Mais à la lecture du texte d’Eater, je me suis dit que c’était peut-être pire que jamais. C’est pourquoi je suis retournée sur l’avenue du Parc, la semaine dernière, quelques jours après la publication du texte new-yorkais, pour voir où on en était.

Bilan : le repas nous a coûté, à deux, 378 $, taxes et service inclus. Cela comprenait aussi quatre verres de vin grec, ordinaires, à 14 $ l’unité. 

Le cœur de cette addition ? Notre poisson grillé, qui a coûté, à lui seul, 108 $. Un « balada », sorte de vivaneau importé du Portugal, pesant 1,93 lb et facturé 56 $ la livre. « C’est British Airways qui nous les apporte du Portugal », expliquera plus tard le serveur — même si j’étais plutôt perplexe face à cette liaison aérienne —, qui l’a recommandé pas mal plus que le poisson à 45 $ la livre. « De toute façon, je n’ai pas de poisson de la bonne taille pour une table de deux personnes. »

Valait-il ce prix ? Non. Certes, la chair était tendre et douce, mais rappelons que chez Milos, les poissons sont uniquement cuits au gril, servis avec du citron et des câpres, sans autre traitement. Et ce poisson avait-il une finesse ou un goût exceptionnels ? Non.

Et à 108 $, j’aurais apprécié, au minimum, les efforts ou le doigté nécessaires pour m’épargner la douzaine d’arêtes que j’ai interceptées.
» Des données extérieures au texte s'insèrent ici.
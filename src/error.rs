//! Error taxonomy.
//!
//! Graph construction and planning problems are programming errors and are
//! reported eagerly. Job failures come from the execution engine after its own
//! retry budget is spent; cancellations are reported separately so callers can
//! tell "this failed" from "this was aborted because something else failed".
//!
//! [`PipelineError`] is `Clone` so a finished run can hand back the same
//! outcome on every later `run()` call.

use crate::NodeId;
use crate::stage::StageId;
use crate::types::Family;
use thiserror::Error;

/// Raised synchronously while building the IR.
#[derive(Debug, Clone, PartialEq, Eq, Error)]
pub enum GraphConstructionError {
    #[error("type mismatch on edge into `{node}`: expected {expected}, found {found}")]
    TypeMismatch {
        node: String,
        expected: String,
        found: String,
    },

    #[error("cannot combine a {left} type with a {right} type")]
    MixedFamilies { left: Family, right: Family },

    #[error("`{node}` needs a pair or table input, found {found}")]
    NotATable { node: String, found: String },

    #[error("`{node}` needs grouped input (table of key to collection), found {found}")]
    NotGrouped { node: String, found: String },

    #[error("key type {key} of `{node}` does not support {missing}")]
    UnsupportedKey {
        node: String,
        key: String,
        missing: String,
    },

    #[error("union needs at least one input")]
    EmptyUnion,

    #[error("collection `{node}` belongs to a different pipeline")]
    ForeignCollection { node: String },

    #[error("pipeline is frozen after planning; cannot add `{node}`")]
    Frozen { node: String },
}

/// Structural violation found while planning a frozen IR.
#[derive(Debug, Clone, PartialEq, Eq, Error)]
pub enum PlanningError {
    #[error("cycle detected through nodes {nodes:?}")]
    Cycle { nodes: Vec<NodeId> },

    #[error("node {node} references missing node {missing}")]
    DanglingReference { node: NodeId, missing: NodeId },

    #[error("node {node} has an invalid shape: {reason}")]
    InvalidNode { node: NodeId, reason: String },

    #[error("grouping key {key} at node {node} does not support {missing} required by the engine")]
    UnsupportedKey {
        node: NodeId,
        key: String,
        missing: String,
    },
}

/// Encoding or decoding an element through a family codec failed.
#[derive(Debug, Clone, PartialEq, Eq, Error)]
pub enum CodecError {
    #[error("value of kind {found} does not conform to {expected}")]
    Mismatch { expected: String, found: String },

    #[error("malformed {family} data: {reason}")]
    Malformed { family: Family, reason: String },

    #[error("{0}")]
    Unencodable(String),
}

/// Failure reported by an execution engine outside of a job's own run.
#[derive(Debug, Clone, PartialEq, Eq, Error)]
pub enum EngineError {
    #[error("submit failed: {0}")]
    Submit(String),

    #[error("unknown job handle {0}")]
    UnknownHandle(u64),

    #[error("job {0} has not succeeded; no output location yet")]
    NotFinished(u64),

    #[error("storage error: {0}")]
    Storage(String),
}

/// The first stage that ultimately failed, plus what was aborted because of it.
#[derive(Debug, Clone, PartialEq, Eq)]
pub struct StageFailure {
    pub stage: StageId,
    /// Human-readable stage label (names of the fused transforms).
    pub label: String,
    /// Underlying engine error message.
    pub message: String,
    /// Stages that were in flight and received a cancellation request.
    pub cancelled: Vec<StageId>,
}

/// Overall outcome of `Pipeline::run`.
#[derive(Debug, Clone, PartialEq, Eq, Error)]
pub enum PipelineError {
    #[error(transparent)]
    Construction(#[from] GraphConstructionError),

    #[error(transparent)]
    Planning(#[from] PlanningError),

    #[error("stage {} ({}) failed: {}", .0.stage, .0.label, .0.message)]
    JobFailure(StageFailure),

    #[error("stage {stage} was cancelled after stage {cause} failed")]
    Cancelled { stage: StageId, cause: StageId },

    #[error(transparent)]
    Engine(#[from] EngineError),

    #[error("node {node} is not an explicit materialization of a successful run")]
    NotMaterialized { node: NodeId },
}

impl StageFailure {
    /// One [`PipelineError::Cancelled`] per stage aborted by this failure.
    #[must_use]
    pub fn cancellations(&self) -> Vec<PipelineError> {
        self.cancelled
            .iter()
            .map(|s| PipelineError::Cancelled {
                stage: *s,
                cause: self.stage,
            })
            .collect()
    }
}

impl PipelineError {
    /// The stage a job failure originated from, if any.
    #[must_use]
    pub fn failed_stage(&self) -> Option<StageId> {
        match self {
            Self::JobFailure(f) => Some(f.stage),
            Self::Cancelled { cause, .. } => Some(*cause),
            _ => None,
        }
    }
}
//! Lightweight unique identifier for nodes within a [`Pipeline`](crate::pipeline::Pipeline).
//!
//! Each [`Node`](crate::node::Node) inserted into the graph is assigned a
//! sequential `NodeId`. Ids are never reused within a pipeline, so they double
//! as a stable creation order for deterministic planning.

use serde::{Deserialize, Serialize};
use std::fmt::{Display, Formatter, Result as FormatResult};

/// Unique numeric identifier for a node in a pipeline graph.
#[derive(Clone, Copy, PartialEq, Eq, Hash, PartialOrd, Ord, Debug, Serialize, Deserialize)]
pub struct NodeId(u64);

impl NodeId {
    /// Create a `NodeId`. The pipeline allocates these; tests that build raw
    /// graphs may construct them directly.
    #[must_use]
    pub fn new(v: u64) -> Self {
        Self(v)
    }

    /// Return the underlying numeric value.
    #[must_use]
    pub fn raw(&self) -> u64 {
        self.0
    }
}

impl Display for NodeId {
    fn fmt(&self, f: &mut Formatter<'_>) -> FormatResult {
        write!(f, "n{}", self.0)
    }
}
Peu importe la délicatesse d’un poisson, quand on a constamment peur d’avaler une arête, il est difficile de l’apprécier.

Est-ce dire que le repas du début à la fin était un désastre ? Non.

L’entrée de poulpe, par exemple, a été spectaculaire, comme toujours.

Tendre, il fondait dans la bouche. Juste assez salé. Vraiment parfaitement cuit. Servi avec des oignons marinés tout doux. À 30 $, la portion était généreuse et se partageait aisément à deux.

L’assiette de mezzés ? Je ne l’ai pas aimée. La taramosalata — salade crémeuse aux œufs de poisson — avait la jolie qualité d’être beige plutôt qu’artificiellement rose, comme c’est souvent le cas, mais son goût était trop amer pour être agréable, sans la profondeur maritime attendue. Le houmous était quant à lui plutôt fade tandis que le htipiti, crème aux poivrons rouges et à la feta, m’a fait chercher le goût traditionnel du fromage typiquement grec, à base de lait de chèvre ou de brebis.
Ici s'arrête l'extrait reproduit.